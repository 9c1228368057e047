// ABOUTME: Compose environment values with host-environment passthrough.
// ABOUTME: A bare `KEY` entry takes its value from the deploying host, if set.

use std::collections::BTreeMap;

#[derive(Debug, Clone, PartialEq, Eq)]
pub enum EnvValue {
    Literal(String),
    /// Inherit from the host; dropped when the host has no such variable.
    FromHost,
}

impl EnvValue {
    pub fn resolve(&self, key: &str) -> Option<String> {
        match self {
            EnvValue::Literal(s) => Some(s.clone()),
            EnvValue::FromHost => std::env::var(key).ok(),
        }
    }
}

pub fn resolve_env_map(map: &BTreeMap<String, EnvValue>) -> BTreeMap<String, String> {
    map.iter()
        .filter_map(|(k, v)| v.resolve(k).map(|resolved| (k.clone(), resolved)))
        .collect()
}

- - -

TASK OBJECTIVE
Your response must consist of the entries, reproduced exactly.

THE COMPLETED TASK
repository 9c1228368057e047
// ABOUTME: Compose environment values with host-environment passthrough.
// ABOUTME: A bare `KEY` entry takes its value from the deploying host, if set.

use std::collections::BTreeMap;

#[derive(Debug, Clone, PartialEq, Eq)]
pub enum EnvValue {
    Literal(String),
    /// Inherit from the host; dropped when the host has no such variable.
    FromHost,
}

impl EnvValue {
    pub fn resolve(&self, key: &str) -> Option<String> {
        match self {
            EnvValue::Literal(s) => Some(s.clone()),
            EnvValue::FromHost => std::env::var(key).ok(),
        }
    }
}

pub fn resolve_env_map(map: &BTreeMap<String, EnvValue>) -> BTreeMap<String, String> {
    map.iter()
        .filter_map(|(k, v)| v.resolve(k).map(|resolved| (k.clone(), resolved)))
        .collect()
}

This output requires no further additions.